Exercise directions →
After going through the data below, state how many lines contain "CareerEvent", and nothing else.

Extracted records →
- Opening Delimiter -

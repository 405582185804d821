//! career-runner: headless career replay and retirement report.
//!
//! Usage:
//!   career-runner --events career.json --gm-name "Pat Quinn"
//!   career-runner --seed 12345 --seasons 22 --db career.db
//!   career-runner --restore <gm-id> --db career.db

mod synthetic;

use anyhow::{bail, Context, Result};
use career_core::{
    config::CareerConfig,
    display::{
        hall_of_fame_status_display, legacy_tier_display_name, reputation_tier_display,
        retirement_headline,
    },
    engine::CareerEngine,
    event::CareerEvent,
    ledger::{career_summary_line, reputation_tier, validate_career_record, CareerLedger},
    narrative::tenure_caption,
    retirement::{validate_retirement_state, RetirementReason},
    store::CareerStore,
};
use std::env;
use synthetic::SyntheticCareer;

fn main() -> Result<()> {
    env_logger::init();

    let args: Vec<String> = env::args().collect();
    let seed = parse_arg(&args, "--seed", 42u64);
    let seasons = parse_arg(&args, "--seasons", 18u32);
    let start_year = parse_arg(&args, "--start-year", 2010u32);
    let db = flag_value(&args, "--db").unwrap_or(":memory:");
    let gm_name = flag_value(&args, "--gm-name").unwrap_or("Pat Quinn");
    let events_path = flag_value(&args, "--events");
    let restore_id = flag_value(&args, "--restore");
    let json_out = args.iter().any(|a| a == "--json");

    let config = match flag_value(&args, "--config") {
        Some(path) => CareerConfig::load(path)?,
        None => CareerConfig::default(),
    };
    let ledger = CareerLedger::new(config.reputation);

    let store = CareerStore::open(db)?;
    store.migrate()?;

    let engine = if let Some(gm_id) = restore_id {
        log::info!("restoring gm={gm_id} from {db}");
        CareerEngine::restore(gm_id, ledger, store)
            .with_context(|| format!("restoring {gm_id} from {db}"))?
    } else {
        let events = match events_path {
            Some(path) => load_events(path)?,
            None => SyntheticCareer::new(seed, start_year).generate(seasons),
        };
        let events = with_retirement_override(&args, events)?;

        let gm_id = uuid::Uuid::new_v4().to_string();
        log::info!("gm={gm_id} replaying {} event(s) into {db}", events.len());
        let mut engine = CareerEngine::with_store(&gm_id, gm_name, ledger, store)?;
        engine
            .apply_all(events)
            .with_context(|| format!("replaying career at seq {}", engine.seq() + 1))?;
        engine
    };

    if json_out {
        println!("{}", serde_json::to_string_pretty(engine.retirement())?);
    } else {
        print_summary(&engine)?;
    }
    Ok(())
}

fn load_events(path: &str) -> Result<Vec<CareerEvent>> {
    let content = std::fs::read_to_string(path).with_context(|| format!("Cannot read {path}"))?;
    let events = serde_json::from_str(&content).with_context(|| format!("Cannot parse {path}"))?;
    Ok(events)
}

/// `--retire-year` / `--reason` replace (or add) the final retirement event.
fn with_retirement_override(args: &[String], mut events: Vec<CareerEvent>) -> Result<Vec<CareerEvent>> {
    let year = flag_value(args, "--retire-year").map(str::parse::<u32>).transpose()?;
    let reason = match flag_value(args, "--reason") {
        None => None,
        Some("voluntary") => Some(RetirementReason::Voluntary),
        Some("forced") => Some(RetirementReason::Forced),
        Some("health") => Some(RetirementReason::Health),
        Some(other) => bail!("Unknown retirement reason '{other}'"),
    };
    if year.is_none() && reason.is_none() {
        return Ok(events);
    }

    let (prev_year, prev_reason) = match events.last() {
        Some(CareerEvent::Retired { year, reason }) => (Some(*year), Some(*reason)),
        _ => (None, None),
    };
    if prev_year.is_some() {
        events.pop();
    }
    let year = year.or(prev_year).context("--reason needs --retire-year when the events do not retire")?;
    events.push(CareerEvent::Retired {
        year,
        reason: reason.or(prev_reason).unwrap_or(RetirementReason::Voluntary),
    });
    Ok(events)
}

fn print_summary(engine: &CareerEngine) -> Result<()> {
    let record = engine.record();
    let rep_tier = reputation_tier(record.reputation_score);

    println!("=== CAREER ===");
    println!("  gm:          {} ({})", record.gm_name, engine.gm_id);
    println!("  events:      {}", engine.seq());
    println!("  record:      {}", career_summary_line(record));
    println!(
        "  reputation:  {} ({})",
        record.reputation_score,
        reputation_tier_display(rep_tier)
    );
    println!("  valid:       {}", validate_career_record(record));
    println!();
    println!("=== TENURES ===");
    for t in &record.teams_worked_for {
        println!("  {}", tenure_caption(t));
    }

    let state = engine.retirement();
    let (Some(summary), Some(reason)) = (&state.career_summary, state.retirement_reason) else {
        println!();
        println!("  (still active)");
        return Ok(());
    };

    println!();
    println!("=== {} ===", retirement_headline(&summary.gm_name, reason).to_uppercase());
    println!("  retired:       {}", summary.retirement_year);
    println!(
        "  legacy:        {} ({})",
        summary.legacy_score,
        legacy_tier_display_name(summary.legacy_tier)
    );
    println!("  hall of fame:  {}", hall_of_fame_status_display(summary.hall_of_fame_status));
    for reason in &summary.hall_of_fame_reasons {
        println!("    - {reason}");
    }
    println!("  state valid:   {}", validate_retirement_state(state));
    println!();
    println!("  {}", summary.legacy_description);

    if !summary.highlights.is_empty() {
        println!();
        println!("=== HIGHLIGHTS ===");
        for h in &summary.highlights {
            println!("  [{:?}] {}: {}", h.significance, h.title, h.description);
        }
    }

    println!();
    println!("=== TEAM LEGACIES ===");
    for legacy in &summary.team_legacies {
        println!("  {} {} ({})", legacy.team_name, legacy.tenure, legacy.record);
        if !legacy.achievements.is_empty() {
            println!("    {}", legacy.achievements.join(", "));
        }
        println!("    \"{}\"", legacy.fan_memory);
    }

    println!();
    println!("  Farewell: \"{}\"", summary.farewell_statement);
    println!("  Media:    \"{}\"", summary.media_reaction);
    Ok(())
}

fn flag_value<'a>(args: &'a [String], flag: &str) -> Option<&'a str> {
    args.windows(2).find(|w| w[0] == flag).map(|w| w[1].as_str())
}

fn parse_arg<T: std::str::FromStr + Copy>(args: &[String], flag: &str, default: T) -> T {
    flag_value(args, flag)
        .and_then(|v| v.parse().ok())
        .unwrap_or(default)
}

- Closing Delimiter -
- Opening Delimiter -

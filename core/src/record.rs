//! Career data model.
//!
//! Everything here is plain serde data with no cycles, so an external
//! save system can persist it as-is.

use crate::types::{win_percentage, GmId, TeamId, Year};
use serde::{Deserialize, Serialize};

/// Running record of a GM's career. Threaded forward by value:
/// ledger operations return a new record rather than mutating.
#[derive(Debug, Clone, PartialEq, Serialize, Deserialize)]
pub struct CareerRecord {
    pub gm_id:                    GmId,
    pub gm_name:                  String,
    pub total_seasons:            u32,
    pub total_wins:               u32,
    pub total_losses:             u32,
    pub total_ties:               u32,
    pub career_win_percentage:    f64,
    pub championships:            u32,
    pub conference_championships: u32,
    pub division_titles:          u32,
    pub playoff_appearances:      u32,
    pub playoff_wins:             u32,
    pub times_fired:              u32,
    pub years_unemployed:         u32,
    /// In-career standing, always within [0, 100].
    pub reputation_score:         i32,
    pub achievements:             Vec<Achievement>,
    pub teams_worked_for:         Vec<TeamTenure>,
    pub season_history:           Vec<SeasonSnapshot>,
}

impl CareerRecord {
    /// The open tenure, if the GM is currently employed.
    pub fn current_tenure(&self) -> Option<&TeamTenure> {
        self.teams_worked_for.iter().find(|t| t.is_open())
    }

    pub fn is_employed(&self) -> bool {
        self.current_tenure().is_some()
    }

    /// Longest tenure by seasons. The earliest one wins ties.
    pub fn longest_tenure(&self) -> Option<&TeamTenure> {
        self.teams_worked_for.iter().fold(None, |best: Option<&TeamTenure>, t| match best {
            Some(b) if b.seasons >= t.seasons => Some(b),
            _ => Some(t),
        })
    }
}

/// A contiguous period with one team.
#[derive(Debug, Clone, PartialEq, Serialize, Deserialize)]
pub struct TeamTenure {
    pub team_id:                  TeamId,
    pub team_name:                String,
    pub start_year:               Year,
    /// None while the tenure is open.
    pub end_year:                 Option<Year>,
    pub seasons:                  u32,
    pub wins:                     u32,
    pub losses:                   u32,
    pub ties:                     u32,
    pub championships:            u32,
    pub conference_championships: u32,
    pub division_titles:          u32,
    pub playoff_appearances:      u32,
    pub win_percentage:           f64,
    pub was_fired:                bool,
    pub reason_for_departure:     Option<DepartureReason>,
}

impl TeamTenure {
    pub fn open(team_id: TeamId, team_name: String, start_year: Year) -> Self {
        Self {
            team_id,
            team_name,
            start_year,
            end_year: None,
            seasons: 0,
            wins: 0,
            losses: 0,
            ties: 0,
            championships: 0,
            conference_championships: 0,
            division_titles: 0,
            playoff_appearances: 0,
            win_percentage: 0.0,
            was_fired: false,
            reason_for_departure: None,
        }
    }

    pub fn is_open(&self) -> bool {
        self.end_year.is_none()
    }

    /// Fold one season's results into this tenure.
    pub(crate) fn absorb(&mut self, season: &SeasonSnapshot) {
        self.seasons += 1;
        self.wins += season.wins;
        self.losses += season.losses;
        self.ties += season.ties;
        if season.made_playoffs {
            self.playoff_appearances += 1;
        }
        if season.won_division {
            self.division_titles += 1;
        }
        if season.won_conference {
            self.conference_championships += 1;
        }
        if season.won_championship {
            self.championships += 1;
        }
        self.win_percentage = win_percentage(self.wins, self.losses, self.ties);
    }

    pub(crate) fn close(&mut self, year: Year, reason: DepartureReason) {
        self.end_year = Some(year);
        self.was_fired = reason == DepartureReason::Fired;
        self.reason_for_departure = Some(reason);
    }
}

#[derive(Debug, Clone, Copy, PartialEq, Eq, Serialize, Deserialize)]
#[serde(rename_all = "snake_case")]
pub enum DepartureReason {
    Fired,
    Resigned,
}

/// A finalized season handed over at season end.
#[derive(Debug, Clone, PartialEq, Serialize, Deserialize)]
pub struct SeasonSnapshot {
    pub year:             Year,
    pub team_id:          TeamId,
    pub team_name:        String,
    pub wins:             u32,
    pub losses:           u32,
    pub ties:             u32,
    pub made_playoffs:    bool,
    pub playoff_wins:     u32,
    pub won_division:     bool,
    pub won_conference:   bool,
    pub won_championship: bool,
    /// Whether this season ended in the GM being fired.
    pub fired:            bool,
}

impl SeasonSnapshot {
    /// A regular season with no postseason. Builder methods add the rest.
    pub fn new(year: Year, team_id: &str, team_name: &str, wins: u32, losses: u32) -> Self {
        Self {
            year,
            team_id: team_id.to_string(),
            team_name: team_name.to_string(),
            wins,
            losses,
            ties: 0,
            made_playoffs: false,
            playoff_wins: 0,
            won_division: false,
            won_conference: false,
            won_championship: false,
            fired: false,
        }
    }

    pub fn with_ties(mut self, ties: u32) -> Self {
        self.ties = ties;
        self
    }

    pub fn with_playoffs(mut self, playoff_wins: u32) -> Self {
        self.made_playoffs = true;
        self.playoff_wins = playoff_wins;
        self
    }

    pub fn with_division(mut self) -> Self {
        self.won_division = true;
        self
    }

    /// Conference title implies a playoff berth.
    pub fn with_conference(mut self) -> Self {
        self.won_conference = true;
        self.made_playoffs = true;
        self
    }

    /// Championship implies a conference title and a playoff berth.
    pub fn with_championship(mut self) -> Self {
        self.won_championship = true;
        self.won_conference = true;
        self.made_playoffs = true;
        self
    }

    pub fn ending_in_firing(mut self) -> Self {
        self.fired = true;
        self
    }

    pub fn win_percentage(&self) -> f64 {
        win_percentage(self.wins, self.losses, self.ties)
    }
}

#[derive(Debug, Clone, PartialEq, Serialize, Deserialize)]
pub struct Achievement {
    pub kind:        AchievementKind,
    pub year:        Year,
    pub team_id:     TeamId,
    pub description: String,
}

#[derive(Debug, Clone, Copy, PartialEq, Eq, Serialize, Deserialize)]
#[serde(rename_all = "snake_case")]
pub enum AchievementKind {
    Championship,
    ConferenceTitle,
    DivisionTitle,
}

- Closing Delimiter -

Solution to this task →
5